3. Phylogeny using amino acid sequences.

Since also possible to construct distance matricies for multiple alignments of amino acid sequences, the same programs (FITCH, KITSCH, and NEIGHBOR) can be used to construct distance trees. The file chitIII.pro.tcoffee.gde contains the chitinase III proteins aligned using TCOFFEE. Open this file with blpalign.



Some of the parameters for construction of the distance matrix using PROTDIST are different from those for DNADIST.  These include several different methods for constructing distance matrices, as well as a choice of alternative genetic codes, where appropriate.

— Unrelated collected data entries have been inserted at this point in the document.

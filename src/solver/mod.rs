use crate::graph::Graph;
use crate::search::{best_first_search, SearchResult};
use crate::{Cost, NodeId};

pub mod astar;
pub mod dijkstra;

/// A search strategy. Solvers only differ in the heuristic that is added to the cost of a
/// relaxed neighbor; the search loop itself is shared.
pub trait GraphSolver {
    /// Label used in reports.
    fn name(&self) -> &'static str;

    /// Estimated remaining cost from `node` to `goal`. Must not overestimate for the
    /// result to be optimal.
    fn heuristic(&self, graph: &Graph, node: NodeId, goal: NodeId) -> Cost;

    fn search(&self, graph: &Graph, start: NodeId, goal: NodeId) -> SearchResult {
        self.search_until(graph, start, goal, || true)
    }

    /// Like [search](Self::search), but stops as soon as `keep_going` returns `false`.
    fn search_until<FC>(
        &self,
        graph: &Graph,
        start: NodeId,
        goal: NodeId,
        keep_going: FC,
    ) -> SearchResult
    where
        FC: FnMut() -> bool,
    {
        best_first_search(
            graph,
            start,
            goal,
            |node| self.heuristic(graph, node, goal),
            keep_going,
        )
    }
}
use std::fmt::{self, Display};

use log::info;
use stales_figure_editor::{
    config::MAX_THICKNESS,
    figure::Figure,
    geom::EdgeRef,
    point::Point,
    utils,
};

use crate::{InputMode, State};

#[derive(Debug)]
pub struct CommandError(String);

impl Display for CommandError {
    fn fmt(&self, f: &mut fmt::Formatter<'_>) -> fmt::Result {
        f.write_str(&self.0)
    }
}

impl std::error::Error for CommandError {}

pub type CommandResult = Result<(), CommandError>;

/// An edit the UI asks the editor state to perform.
pub trait Command<T>: fmt::Debug {
    fn run(&self, state: &mut T) -> CommandResult;
}

fn figure_mut(state: &mut State, handle: genmap::Handle) -> Result<&mut Figure, CommandError> {
    state.figures
         .get_mut(handle)
         .ok_or_else(|| CommandError(format!("no figure {handle:?}")))
}

#[derive(Debug, Clone)]
pub struct NewFigure {
    pub at: Point,
}

impl Command<State> for NewFigure {
    fn run(&self, state: &mut State) -> CommandResult {
        let color = if state.config.random_colors { utils::random_color() } else { state.default_color };
        let handle = state.figures.insert(Figure::new(self.at, color, state.config.stroke_thickness));
        state.order.push(handle);
        state.input_mode = InputMode::Drawing(handle);
        state.selected = Some(handle);
        info!("started figure {handle:?} at {:?}", self.at);
        Ok(())
    }
}

#[derive(Debug, Clone)]
pub struct AddVertex {
    pub figure: genmap::Handle,
    pub at: Point,
}

impl Command<State> for AddVertex {
    fn run(&self, state: &mut State) -> CommandResult {
        figure_mut(state, self.figure)?.add_vertex(self.at);
        Ok(())
    }
}

#[derive(Debug, Clone)]
pub struct InsertVertex {
    pub figure: genmap::Handle,
    pub at: Point,
    pub edge: EdgeRef,
}

impl Command<State> for InsertVertex {
    fn run(&self, state: &mut State) -> CommandResult {
        figure_mut(state, self.figure)?.insert_vertex_on_edge(self.at, self.edge);
        state.selected = Some(self.figure);
        Ok(())
    }
}

#[derive(Debug, Clone)]
pub struct FinishFigure;

impl Command<State> for FinishFigure {
    fn run(&self, state: &mut State) -> CommandResult {
        if let InputMode::Drawing(handle) = state.input_mode {
            let count = figure_mut(state, handle)?.vertex_count();
            info!("finished figure {handle:?} with {count} vertices");
        }
        state.input_mode = InputMode::Idle;
        Ok(())
    }
}

#[derive(Debug, Clone)]
pub struct Select(pub Option<genmap::Handle>);

impl Command<State> for Select {
    fn run(&self, state: &mut State) -> CommandResult {
        if let Some(handle) = self.0 {
            figure_mut(state, handle)?;
        }
        state.selected = self.0;
        Ok(())
    }
}

#[derive(Debug, Clone)]
pub struct RemoveFigure {
    pub figure: genmap::Handle,
}

impl Command<State> for RemoveFigure {
    fn run(&self, state: &mut State) -> CommandResult {
        state.figures
             .remove(self.figure)
             .ok_or_else(|| CommandError(format!("no figure {:?}", self.figure)))?;
        state.order.retain(|h| *h != self.figure);
        if state.selected == Some(self.figure) {
            state.selected = None;
        }
        if state.input_mode == InputMode::Drawing(self.figure) {
            state.input_mode = InputMode::Idle;
        }
        info!("removed figure {:?}", self.figure);
        Ok(())
    }
}

/// Cycles the stroke of a figure through `1..=MAX_THICKNESS`.
#[derive(Debug, Clone)]
pub struct Thicken {
    pub figure: genmap::Handle,
}

impl Command<State> for Thicken {
    fn run(&self, state: &mut State) -> CommandResult {
        let figure = figure_mut(state, self.figure)?;
        let thickness = figure.stroke_thickness() % MAX_THICKNESS + 1;
        figure.set_stroke_thickness(thickness);
        info!("figure {:?} now {thickness} px wide", self.figure);
        Ok(())
    }
}

#[derive(Debug, Clone)]
pub struct Recolor {
    pub figure: genmap::Handle,
}

impl Command<State> for Recolor {
    fn run(&self, state: &mut State) -> CommandResult {
        let color = if state.config.random_colors { utils::random_color() } else { state.default_color };
        let figure = figure_mut(state, self.figure)?;
        info!("recoloring {:?} from {:?} to {color:?}", self.figure, figure.color());
        figure.set_color(color);
        Ok(())
    }
}
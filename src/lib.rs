//! Incrementally built polygon figures and an integer thick-line rasterizer.
//!
//! [`figure::Figure`] is the geometric model: a vertex ring plus an
//! interleaved vertex/edge shape sequence with hit testing. [`raster`] draws
//! lines and vertex markers onto any [`raster::PixelSurface`]. The two only
//! meet in [`figure::Figure::render`].

pub mod common_traits;
pub mod config;
pub mod figure;
pub mod geom;
pub mod point;
pub mod raster;
pub mod utils;

pub use figure::Figure;
pub use geom::{Edge, EdgeRef, ShapeEntry, Vertex};
pub use point::{pt, Point};
pub use raster::{draw_line, fill_circle, PixelBuffer, PixelSurface};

Once the distance matrix is constructed, there is no difference in computation of the phylogenetic tree, so all parameters are the same as previously.

FITCH will produce an outfile (chitIII.pro.fitch.outfile) and a treefile (chitIII.pro.fitch.treefile) similar to those with the DNA alignment.  For comparison, the treefile is shown in ATV below:


chitIII.pro.fitch.atv.swapped.png


While this may look like a different tree than that produced using the DNA alignment, the topologies (ie. the order of branching) are identical. To prove this, we can choose the "Swap children" option in ATV, and then click on internal nodes to rotate the branches.



Comparison with the tree from the DNA alignment shows that these trees have identical topologies, and similar lengths for most branches.